Monday, October 3rd, 2016

Clojure.jpgI'm a huge fan of clj-time - it's made so many of the time-related tasks so much simpler. But as is often the case, there are many applications for time that don't really fall into the highly-reusable category. So I don't blame them for not putting this into clj-time, but we needed to find the start of the year, start of the month, and start of the quarter.

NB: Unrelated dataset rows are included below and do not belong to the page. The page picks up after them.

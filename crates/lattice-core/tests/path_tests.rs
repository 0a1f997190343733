/// Path evaluation tests: multi-hop reads and writes through nested
/// composites, error pinpointing and aliasing of shared subtrees.
use lattice_core::{
    evaluate_path, read_path, write_path, Access, Dict, IndexErrorKind, Key, LatticeError, Value,
};

// ============================================================================
// Fixtures
// ============================================================================

fn dict(entries: Vec<(&str, Value)>) -> Value {
    Value::dict(
        entries
            .into_iter()
            .map(|(k, v)| (Key::from(k), v))
            .collect::<Dict>(),
    )
}

fn strs(items: &[&str]) -> Value {
    Value::list(items.iter().map(|s| Value::str(*s)).collect())
}

/// `{"departments": [{"employees": ["Alice", "Bob"]}]}`
fn company() -> Value {
    dict(vec![(
        "departments",
        Value::list(vec![dict(vec![("employees", strs(&["Alice", "Bob"]))])]),
    )])
}

fn steps(items: &[Value]) -> Vec<Value> {
    items.to_vec()
}

// ============================================================================
// 1. Reads
// ============================================================================

#[test]
fn reads_through_dict_list_dict_list() {
    let path = steps(&[
        Value::str("departments"),
        Value::Int(0),
        Value::str("employees"),
        Value::Int(1),
    ]);
    assert_eq!(read_path(&company(), &path).unwrap(), Value::str("Bob"));
}

#[test]
fn negative_indices_mix_with_keys() {
    let path = steps(&[
        Value::str("departments"),
        Value::Int(-1),
        Value::str("employees"),
        Value::Int(-2),
    ]);
    assert_eq!(read_path(&company(), &path).unwrap(), Value::str("Alice"));
}

#[test]
fn empty_read_path_returns_root() {
    let root = company();
    let result = read_path(&root, &[]).unwrap();
    assert!(result.ptr_eq(&root));
}

#[test]
fn reading_a_composite_returns_a_shared_handle() {
    let root = company();
    let employees = read_path(
        &root,
        &[Value::str("departments"), Value::Int(0), Value::str("employees")],
    )
    .unwrap();
    write_path(&employees, &[Value::Int(0)], Value::str("Ada")).unwrap();
    let first = read_path(
        &root,
        &[
            Value::str("departments"),
            Value::Int(0),
            Value::str("employees"),
            Value::Int(0),
        ],
    )
    .unwrap();
    assert_eq!(first, Value::str("Ada"));
}

#[test]
fn deep_paths_read_any_depth() {
    let mut value = Value::str("bottom");
    for level in (0..7).rev() {
        value = if level % 2 == 0 {
            dict(vec![("down", value)])
        } else {
            Value::list(vec![Value::Null, value])
        };
    }
    let path: Vec<Value> = (0..7)
        .map(|level| {
            if level % 2 == 0 {
                Value::str("down")
            } else {
                Value::Int(-1)
            }
        })
        .collect();
    assert_eq!(read_path(&value, &path).unwrap(), Value::str("bottom"));
}

#[test]
fn seven_mixed_steps_match_incremental_reads() {
    // dict -> list -> axis -> dict -> list -> axis -> dict
    let leaf = dict(vec![("v", Value::Int(7))]);
    let level6 = Value::axis(vec![Value::Null, leaf]);
    let level5 = Value::list(vec![level6, Value::Int(0)]);
    let level4 = dict(vec![("e", level5)]);
    let level3 = Value::axis(vec![level4]);
    let level2 = Value::list(vec![Value::Null, Value::Null, level3]);
    let root = dict(vec![("a", level2)]);

    let path = steps(&[
        Value::str("a"),
        Value::Int(-1),
        Value::Int(0),
        Value::str("e"),
        Value::Int(0),
        Value::Int(1),
        Value::str("v"),
    ]);
    let whole = read_path(&root, &path).unwrap();

    let mut current = root.clone();
    for step in &path {
        current = read_path(&current, std::slice::from_ref(step)).unwrap();
    }
    assert_eq!(whole, current);
    assert_eq!(whole, Value::Int(7));
}

#[test]
fn reads_through_an_axis() {
    let root = dict(vec![(
        "grid",
        Value::axis(vec![strs(&["a", "b"]), strs(&["c", "d"])]),
    )]);
    let path = steps(&[Value::str("grid"), Value::Int(-1), Value::Int(0)]);
    assert_eq!(read_path(&root, &path).unwrap(), Value::str("c"));
}

// ============================================================================
// 2. Writes
// ============================================================================

#[test]
fn write_extends_dictionary() {
    let d = dict(vec![]);
    write_path(&d, &[Value::str("country")], Value::str("India")).unwrap();
    assert_eq!(
        read_path(&d, &[Value::str("country")]).unwrap(),
        Value::str("India")
    );
}

#[test]
fn write_at_depth_replaces_leaf() {
    let root = company();
    let path = steps(&[
        Value::str("departments"),
        Value::Int(0),
        Value::str("employees"),
        Value::Int(-1),
    ]);
    write_path(&root, &path, Value::str("Bea")).unwrap();
    assert_eq!(read_path(&root, &path).unwrap(), Value::str("Bea"));
}

#[test]
fn write_adds_key_to_nested_dictionary() {
    let root = company();
    write_path(
        &root,
        &[Value::str("departments"), Value::Int(0), Value::str("name")],
        Value::str("R&D"),
    )
    .unwrap();
    assert_eq!(
        root.to_string(),
        r#"{"departments": [{"employees": ["Alice", "Bob"], "name": "R&D"}]}"#
    );
}

#[test]
fn write_into_composite_nested_in_axis() {
    let inner = dict(vec![("k", Value::Int(1))]);
    let a = Value::axis(vec![inner.clone()]);
    write_path(&a, &[Value::Int(0), Value::str("k")], Value::Int(2)).unwrap();
    assert_eq!(read_path(&inner, &[Value::str("k")]).unwrap(), Value::Int(2));
}

#[test]
fn evaluate_path_write_returns_null() {
    let l = strs(&["x"]);
    let result = evaluate_path(&l, &[Value::Int(0)], Access::Write(Value::Int(1))).unwrap();
    assert_eq!(result, Value::Null);
    assert_eq!(l, Value::list(vec![Value::Int(1)]));
}

#[test]
fn empty_write_path_is_rejected() {
    let err = write_path(&company(), &[], Value::Null).unwrap_err();
    assert!(matches!(err, LatticeError::EmptyPath));
}

// ============================================================================
// 3. Errors name the failing step
// ============================================================================

#[test]
fn out_of_range_read() {
    let l = Value::list(vec![Value::Int(1), Value::Int(2), Value::Int(3)]);
    let err = read_path(&l, &[Value::Int(5)]).unwrap_err();
    assert_eq!(err.failed_step(), Some(0));
    assert_eq!(
        err.index_kind(),
        Some(&IndexErrorKind::IndexOutOfRange { index: 5, len: 3 })
    );
}

#[test]
fn missing_key_in_the_middle() {
    let path = steps(&[
        Value::str("departments"),
        Value::Int(0),
        Value::str("staff"),
        Value::Int(0),
    ]);
    let err = read_path(&company(), &path).unwrap_err();
    match err {
        LatticeError::Path { step, index, kind } => {
            assert_eq!(step, 2);
            assert_eq!(index, "\"staff\"");
            assert_eq!(
                kind,
                IndexErrorKind::KeyNotFound {
                    key: "\"staff\"".into()
                }
            );
        }
        other => panic!("expected path error, got {other:?}"),
    }
}

#[test]
fn indexing_past_a_scalar() {
    let path = steps(&[
        Value::str("departments"),
        Value::Int(0),
        Value::str("employees"),
        Value::Int(0),
        Value::Int(0),
    ]);
    let err = read_path(&company(), &path).unwrap_err();
    assert_eq!(err.failed_step(), Some(4));
    assert_eq!(
        err.index_kind(),
        Some(&IndexErrorKind::NotIndexable { found: "String" })
    );
}

#[test]
fn error_message_mentions_step_and_index() {
    let err = read_path(&company(), &[Value::str("departments"), Value::Int(9)]).unwrap_err();
    assert_eq!(
        err.to_string(),
        "path step 1 [9]: index 9 out of range for length 1"
    );
}

#[test]
fn failed_write_leaves_tree_unchanged() {
    let root = company();
    let before = root.deep_clone();
    let path = steps(&[Value::str("departments"), Value::Int(3), Value::str("x")]);
    assert!(write_path(&root, &path, Value::Int(1)).is_err());
    assert_eq!(root, before);
}

#[test]
fn write_into_axis_slot_fails_at_last_step() {
    let root = dict(vec![("a", Value::axis(vec![Value::Int(1)]))]);
    let err = write_path(&root, &[Value::str("a"), Value::Int(0)], Value::Int(2)).unwrap_err();
    assert_eq!(err.failed_step(), Some(1));
    assert_eq!(err.index_kind(), Some(&IndexErrorKind::FixedAxis));
}

#[test]
fn write_creating_a_cycle_is_rejected() {
    let root = company();
    let err = write_path(&root, &[Value::str("self")], root.clone()).unwrap_err();
    assert_eq!(err.index_kind(), Some(&IndexErrorKind::Cycle));
    let nested = read_path(&root, &[Value::str("departments")]).unwrap();
    let err = write_path(&nested, &[Value::Int(0)], root.clone()).unwrap_err();
    assert_eq!(err.index_kind(), Some(&IndexErrorKind::Cycle));
}
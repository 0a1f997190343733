//! Variable scopes.
//!
//! The core only needs a [`Scope`]: something that can look a name up and
//! bind one. [`Environment`] is the nested-frame implementation the
//! interpreter uses.

use std::collections::HashMap;

use crate::error::{LatticeError, Result};
use crate::value::Value;

/// Name lookup and binding capability consumed by the evaluator.
pub trait Scope {
    fn lookup(&self, name: &str) -> Result<Value>;

    /// Rebind an existing name, or define it if it is unbound.
    fn bind(&mut self, name: &str, value: Value) -> Result<()>;
}

/// A flat map is a perfectly good scope for tests and embedders.
impl Scope for HashMap<String, Value> {
    fn lookup(&self, name: &str) -> Result<Value> {
        self.get(name)
            .cloned()
            .ok_or_else(|| LatticeError::UnboundName(name.to_string()))
    }

    fn bind(&mut self, name: &str, value: Value) -> Result<()> {
        self.insert(name.to_string(), value);
        Ok(())
    }
}

#[derive(Debug, Clone)]
struct Binding {
    value: Value,
    constant: bool,
}

/// Stack of frames; `frames[0]` is global, the last is current.
#[derive(Debug, Clone)]
pub struct Environment {
    frames: Vec<HashMap<String, Binding>>,
}

impl Default for Environment {
    fn default() -> Self {
        Self::new()
    }
}

impl Environment {
    pub fn new() -> Self {
        Self {
            frames: vec![HashMap::new()],
        }
    }

    pub fn push_scope(&mut self) {
        self.frames.push(HashMap::new());
    }

    /// Pop the current frame. The global frame is never popped.
    pub fn pop_scope(&mut self) {
        if self.frames.len() > 1 {
            self.frames.pop();
        }
    }

    pub fn depth(&self) -> usize {
        self.frames.len()
    }

    /// Define `name` in the current frame, shadowing outer bindings.
    /// Redefining a constant of the same frame is rejected.
    pub fn define(&mut self, name: &str, value: Value) -> Result<()> {
        self.insert(name, value, false)
    }

    pub fn define_const(&mut self, name: &str, value: Value) -> Result<()> {
        self.insert(name, value, true)
    }

    fn insert(&mut self, name: &str, value: Value, constant: bool) -> Result<()> {
        let frame = self.current_frame();
        if frame.get(name).is_some_and(|b| b.constant) {
            return Err(LatticeError::ConstantReassignment(name.to_string()));
        }
        frame.insert(name.to_string(), Binding { value, constant });
        Ok(())
    }

    fn current_frame(&mut self) -> &mut HashMap<String, Binding> {
        let last = self.frames.len() - 1;
        &mut self.frames[last]
    }

    /// All visible names, innermost shadowing outermost, sorted.
    pub fn names(&self) -> Vec<String> {
        let mut names: Vec<String> = self
            .frames
            .iter()
            .flat_map(|f| f.keys().cloned())
            .collect();
        names.sort();
        names.dedup();
        names
    }
}

impl Scope for Environment {
    fn lookup(&self, name: &str) -> Result<Value> {
        self.frames
            .iter()
            .rev()
            .find_map(|f| f.get(name))
            .map(|b| b.value.clone())
            .ok_or_else(|| LatticeError::UnboundName(name.to_string()))
    }

    fn bind(&mut self, name: &str, value: Value) -> Result<()> {
        for frame in self.frames.iter_mut().rev() {
            if let Some(binding) = frame.get_mut(name) {
                if binding.constant {
                    return Err(LatticeError::ConstantReassignment(name.to_string()));
                }
                binding.value = value;
                return Ok(());
            }
        }
        self.define(name, value)
    }
}
//! Runtime values.
//!
//! [`Value`] is a closed sum type over scalars and three composite kinds:
//!
//! - **Dict** — ordered `Key → Value` mapping, shared and mutable
//! - **List** — resizable sequence, shared and mutable
//! - **Axis** — fixed-length sequence, shared and read-only after construction
//!
//! Composite handles are reference counted. Cloning a `Value` clones the
//! handle, never the tree, so two bindings to the same dictionary see each
//! other's writes. Use [`Value::deep_clone`] for an independent copy.

use std::cell::RefCell;
use std::fmt;
use std::hash::{Hash, Hasher};
use std::rc::Rc;

use indexmap::IndexMap;

use crate::error::IndexErrorKind;

/// Shared handle to a dictionary.
pub type DictRef = Rc<RefCell<Dict>>;
/// Shared handle to a list.
pub type ListRef = Rc<RefCell<Vec<Value>>>;
/// Shared handle to an axis. Axis slots are never reassigned, so no cell.
pub type AxisRef = Rc<[Value]>;

/// Runtime value.
#[derive(Debug, Clone)]
pub enum Value {
    Null,
    Bool(bool),
    Int(i64),
    Float(f64),
    Str(String),
    Char(char),
    Dict(DictRef),
    List(ListRef),
    Axis(AxisRef),
}

impl Value {
    pub fn dict(dict: Dict) -> Self {
        Value::Dict(Rc::new(RefCell::new(dict)))
    }

    pub fn list(items: Vec<Value>) -> Self {
        Value::List(Rc::new(RefCell::new(items)))
    }

    pub fn axis(items: Vec<Value>) -> Self {
        Value::Axis(items.into())
    }

    pub fn str(s: impl Into<String>) -> Self {
        Value::Str(s.into())
    }

    /// Type name for error messages and `typeof`.
    pub fn type_name(&self) -> &'static str {
        match self {
            Value::Null => "Null",
            Value::Bool(_) => "Bool",
            Value::Int(_) => "Int",
            Value::Float(_) => "Float",
            Value::Str(_) => "String",
            Value::Char(_) => "Char",
            Value::Dict(_) => "Dict",
            Value::List(_) => "List",
            Value::Axis(_) => "Axis",
        }
    }

    pub fn truthy(&self) -> bool {
        match self {
            Value::Null => false,
            Value::Bool(b) => *b,
            Value::Int(n) => *n != 0,
            Value::Float(f) => *f != 0.0 && !f.is_nan(),
            Value::Str(s) => !s.is_empty(),
            Value::Char(_) => true,
            Value::Dict(d) => !d.borrow().is_empty(),
            Value::List(l) => !l.borrow().is_empty(),
            Value::Axis(a) => !a.is_empty(),
        }
    }

    pub fn is_composite(&self) -> bool {
        matches!(self, Value::Dict(_) | Value::List(_) | Value::Axis(_))
    }

    pub fn as_int(&self) -> Option<i64> {
        match self {
            Value::Int(n) => Some(*n),
            _ => None,
        }
    }

    /// Numeric view; integers widen to `f64`.
    pub fn as_float(&self) -> Option<f64> {
        match self {
            Value::Float(f) => Some(*f),
            Value::Int(n) => Some(*n as f64),
            _ => None,
        }
    }

    pub fn as_str(&self) -> Option<&str> {
        match self {
            Value::Str(s) => Some(s),
            _ => None,
        }
    }

    /// Number of children of a composite, or characters of a string.
    pub fn len(&self) -> Option<usize> {
        match self {
            Value::Str(s) => Some(s.chars().count()),
            Value::Dict(d) => Some(d.borrow().len()),
            Value::List(l) => Some(l.borrow().len()),
            Value::Axis(a) => Some(a.len()),
            _ => None,
        }
    }

    /// Snapshot of a list's or axis's elements. `None` for other kinds.
    pub fn elements(&self) -> Option<Vec<Value>> {
        match self {
            Value::List(l) => Some(l.borrow().clone()),
            Value::Axis(a) => Some(a.to_vec()),
            _ => None,
        }
    }

    /// True when both values are the same composite allocation.
    pub fn ptr_eq(&self, other: &Value) -> bool {
        match (self, other) {
            (Value::Dict(a), Value::Dict(b)) => Rc::ptr_eq(a, b),
            (Value::List(a), Value::List(b)) => Rc::ptr_eq(a, b),
            (Value::Axis(a), Value::Axis(b)) => Rc::ptr_eq(a, b),
            _ => false,
        }
    }

    /// Recursively copy every composite so the result shares nothing with `self`.
    pub fn deep_clone(&self) -> Value {
        match self {
            Value::Dict(d) => Value::dict(
                d.borrow()
                    .iter()
                    .map(|(k, v)| (k.clone(), v.deep_clone()))
                    .collect(),
            ),
            Value::List(l) => Value::list(l.borrow().iter().map(Value::deep_clone).collect()),
            Value::Axis(a) => Value::axis(a.iter().map(Value::deep_clone).collect()),
            other => other.clone(),
        }
    }

    /// Does `self`, or anything nested in it, share an allocation with `target`?
    pub(crate) fn reaches(&self, target: &Value) -> bool {
        if self.ptr_eq(target) {
            return true;
        }
        match self {
            Value::Dict(d) => d.borrow().values().any(|v| v.reaches(target)),
            Value::List(l) => l.borrow().iter().any(|v| v.reaches(target)),
            Value::Axis(a) => a.iter().any(|v| v.reaches(target)),
            _ => false,
        }
    }

    /// Render strings and chars quoted, as they appear inside a composite.
    fn fmt_nested(&self, f: &mut fmt::Formatter<'_>) -> fmt::Result {
        match self {
            Value::Str(s) => write!(f, "{s:?}"),
            Value::Char(c) => write!(f, "{c:?}"),
            other => write!(f, "{other}"),
        }
    }
}

fn fmt_sequence(f: &mut fmt::Formatter<'_>, items: &[Value]) -> fmt::Result {
    for (i, v) in items.iter().enumerate() {
        if i > 0 {
            write!(f, ", ")?;
        }
        v.fmt_nested(f)?;
    }
    Ok(())
}

impl fmt::Display for Value {
    fn fmt(&self, f: &mut fmt::Formatter<'_>) -> fmt::Result {
        match self {
            Value::Null => write!(f, "nil"),
            Value::Bool(b) => write!(f, "{b}"),
            Value::Int(n) => write!(f, "{n}"),
            // Debug keeps the fraction: `1.0`, never `1`.
            Value::Float(x) => write!(f, "{x:?}"),
            Value::Str(s) => write!(f, "{s}"),
            Value::Char(c) => write!(f, "{c}"),
            Value::Dict(d) => {
                write!(f, "{{")?;
                for (i, (k, v)) in d.borrow().iter().enumerate() {
                    if i > 0 {
                        write!(f, ", ")?;
                    }
                    write!(f, "{k}: ")?;
                    v.fmt_nested(f)?;
                }
                write!(f, "}}")
            }
            Value::List(l) => {
                write!(f, "[")?;
                fmt_sequence(f, &l.borrow())?;
                write!(f, "]")
            }
            Value::Axis(a) => {
                write!(f, "axis(")?;
                fmt_sequence(f, a)?;
                write!(f, ")")
            }
        }
    }
}

impl PartialEq for Value {
    fn eq(&self, other: &Self) -> bool {
        if self.ptr_eq(other) {
            return true;
        }
        match (self, other) {
            (Value::Null, Value::Null) => true,
            (Value::Bool(a), Value::Bool(b)) => a == b,
            (Value::Int(a), Value::Int(b)) => a == b,
            (Value::Float(a), Value::Float(b)) => a == b,
            (Value::Str(a), Value::Str(b)) => a == b,
            (Value::Char(a), Value::Char(b)) => a == b,
            (Value::Dict(a), Value::Dict(b)) => *a.borrow() == *b.borrow(),
            (Value::List(a), Value::List(b)) => *a.borrow() == *b.borrow(),
            (Value::Axis(a), Value::Axis(b)) => a[..] == b[..],
            _ => false,
        }
    }
}

impl From<bool> for Value {
    fn from(b: bool) -> Self {
        Value::Bool(b)
    }
}

impl From<i64> for Value {
    fn from(n: i64) -> Self {
        Value::Int(n)
    }
}

impl From<f64> for Value {
    fn from(x: f64) -> Self {
        Value::Float(x)
    }
}

impl From<char> for Value {
    fn from(c: char) -> Self {
        Value::Char(c)
    }
}

impl From<&str> for Value {
    fn from(s: &str) -> Self {
        Value::Str(s.to_string())
    }
}

impl From<String> for Value {
    fn from(s: String) -> Self {
        Value::Str(s)
    }
}

impl From<Key> for Value {
    fn from(key: Key) -> Self {
        match key {
            Key::Bool(b) => Value::Bool(b),
            Key::Int(n) => Value::Int(n),
            Key::Float(x) => Value::Float(x),
            Key::Str(s) => Value::Str(s),
            Key::Char(c) => Value::Char(c),
        }
    }
}

// ---------------------------------------------------------------------------
// Keys
// ---------------------------------------------------------------------------

/// The hashable subset of [`Value`] usable as a dictionary key.
///
/// Keys of different types never compare equal: `1`, `1.0`, `"1"` and `'1'`
/// are four distinct keys. Floats compare by bit pattern with `-0.0` folded
/// into `0.0` and all NaNs folded together, which keeps `Eq` and `Hash`
/// consistent.
#[derive(Debug, Clone)]
pub enum Key {
    Bool(bool),
    Int(i64),
    Float(f64),
    Str(String),
    Char(char),
}

impl Key {
    /// Convert a value into a key. `Null` and composites are rejected.
    pub fn from_value(value: &Value) -> Result<Key, IndexErrorKind> {
        match value {
            Value::Bool(b) => Ok(Key::Bool(*b)),
            Value::Int(n) => Ok(Key::Int(*n)),
            Value::Float(x) => Ok(Key::Float(*x)),
            Value::Str(s) => Ok(Key::Str(s.clone())),
            Value::Char(c) => Ok(Key::Char(*c)),
            other => Err(IndexErrorKind::TypeMismatch {
                expected: "Bool, Int, Float, String or Char",
                found: other.type_name(),
            }),
        }
    }

    fn float_bits(x: f64) -> u64 {
        if x == 0.0 {
            0.0f64.to_bits()
        } else if x.is_nan() {
            f64::NAN.to_bits()
        } else {
            x.to_bits()
        }
    }
}

impl PartialEq for Key {
    fn eq(&self, other: &Self) -> bool {
        match (self, other) {
            (Key::Bool(a), Key::Bool(b)) => a == b,
            (Key::Int(a), Key::Int(b)) => a == b,
            (Key::Float(a), Key::Float(b)) => Key::float_bits(*a) == Key::float_bits(*b),
            (Key::Str(a), Key::Str(b)) => a == b,
            (Key::Char(a), Key::Char(b)) => a == b,
            _ => false,
        }
    }
}

impl Eq for Key {}

impl Hash for Key {
    fn hash<H: Hasher>(&self, state: &mut H) {
        std::mem::discriminant(self).hash(state);
        match self {
            Key::Bool(b) => b.hash(state),
            Key::Int(n) => n.hash(state),
            Key::Float(x) => Key::float_bits(*x).hash(state),
            Key::Str(s) => s.hash(state),
            Key::Char(c) => c.hash(state),
        }
    }
}

impl fmt::Display for Key {
    fn fmt(&self, f: &mut fmt::Formatter<'_>) -> fmt::Result {
        match self {
            Key::Bool(b) => write!(f, "{b}"),
            Key::Int(n) => write!(f, "{n}"),
            Key::Float(x) => write!(f, "{x:?}"),
            Key::Str(s) => write!(f, "{s:?}"),
            Key::Char(c) => write!(f, "{c:?}"),
        }
    }
}

impl From<&str> for Key {
    fn from(s: &str) -> Self {
        Key::Str(s.to_string())
    }
}

impl From<i64> for Key {
    fn from(n: i64) -> Self {
        Key::Int(n)
    }
}

impl From<bool> for Key {
    fn from(b: bool) -> Self {
        Key::Bool(b)
    }
}

impl From<char> for Key {
    fn from(c: char) -> Self {
        Key::Char(c)
    }
}

// ---------------------------------------------------------------------------
// Dict
// ---------------------------------------------------------------------------

/// Insertion-ordered dictionary.
///
/// Iteration and printing follow insertion order; lookup is by hash.
#[derive(Debug, Clone, Default)]
pub struct Dict {
    entries: IndexMap<Key, Value>,
}

impl Dict {
    pub fn new() -> Self {
        Self::default()
    }

    pub fn len(&self) -> usize {
        self.entries.len()
    }

    pub fn is_empty(&self) -> bool {
        self.entries.is_empty()
    }

    pub fn contains_key(&self, key: &Key) -> bool {
        self.entries.contains_key(key)
    }

    pub fn get(&self, key: &Key) -> Option<&Value> {
        self.entries.get(key)
    }

    /// Insert or overwrite. An overwritten key keeps its original position.
    /// Returns the previous value, if any.
    pub fn insert(&mut self, key: Key, value: Value) -> Option<Value> {
        self.entries.insert(key, value)
    }

    /// Remove a key, keeping the relative order of the remaining entries.
    pub fn remove(&mut self, key: &Key) -> Option<Value> {
        self.entries.shift_remove(key)
    }

    pub fn clear(&mut self) {
        self.entries.clear();
    }

    pub fn iter(&self) -> impl Iterator<Item = (&Key, &Value)> {
        self.entries.iter()
    }

    pub fn keys(&self) -> impl Iterator<Item = &Key> {
        self.entries.keys()
    }

    pub fn values(&self) -> impl Iterator<Item = &Value> {
        self.entries.values()
    }
}

/// Order-independent: equal when both hold the same keys with equal values.
impl PartialEq for Dict {
    fn eq(&self, other: &Self) -> bool {
        self.len() == other.len()
            && self
                .iter()
                .all(|(k, v)| other.get(k).is_some_and(|ov| ov == v))
    }
}

impl FromIterator<(Key, Value)> for Dict {
    fn from_iter<I: IntoIterator<Item = (Key, Value)>>(iter: I) -> Self {
        let mut dict = Dict::new();
        for (k, v) in iter {
            dict.insert(k, v);
        }
        dict
    }
}
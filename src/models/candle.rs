use chrono::{DateTime, Utc};
use serde::{Deserialize, Serialize};

/// One fixed-duration OHLCV record of a trading pair.
#[derive(Debug, Clone, PartialEq, Serialize, Deserialize)]
pub struct Candle {
    /// Interval start (inclusive), aligned to the timeframe grid
    #[serde(with = "chrono::serde::ts_milliseconds")]
    pub open_time: DateTime<Utc>,

    /// Opening price
    pub open: f64,

    /// Highest price
    pub high: f64,

    /// Lowest price
    pub low: f64,

    /// Closing price
    pub close: f64,

    /// Traded base-asset volume
    pub volume: f64,
}

impl Candle {
    /// Create a new candle.
    pub fn new(
        open_time: DateTime<Utc>,
        open: f64,
        high: f64,
        low: f64,
        close: f64,
        volume: f64,
    ) -> Self {
        Self {
            open_time,
            open,
            high,
            low,
            close,
            volume,
        }
    }
}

The slight wrinkle is that the quarter could be on a few different starting cycles, so we had to be able to allow for that.

 (defn start-of-year
   "Gets the start of the year (midnight, 1 Jan) for the specified
   date-time."
   [dt]
   (date-time (year dt)))
 
 (defn start-of-month
   "Gets the start of the month (midnight) for the specified date-time."
   [dt]
   (date-time (year dt) (month dt)))
 
 (defn start-of-quarter
   "Gets the start of the quarter for the specified date time.
 
   This function assumes the standard quarterly cycle (Jan-Apr-Jul-Oct).
   A different cycle can be generated by providing the 1-based index
   (e.g., 1 => Jan) of the cycle start month."
   ([dt]
     (start-of-quarter dt 1))
   ([dt start-month]
     (let [offset (mod (- (month dt) start-month) 3)]
       (minus (start-of-month dt) (months offset)))))

None of this is Rocket Science, but it's nice to not have to mess with these conversions in the remainder of your code - which is kinda the point of the functional part of the language - no?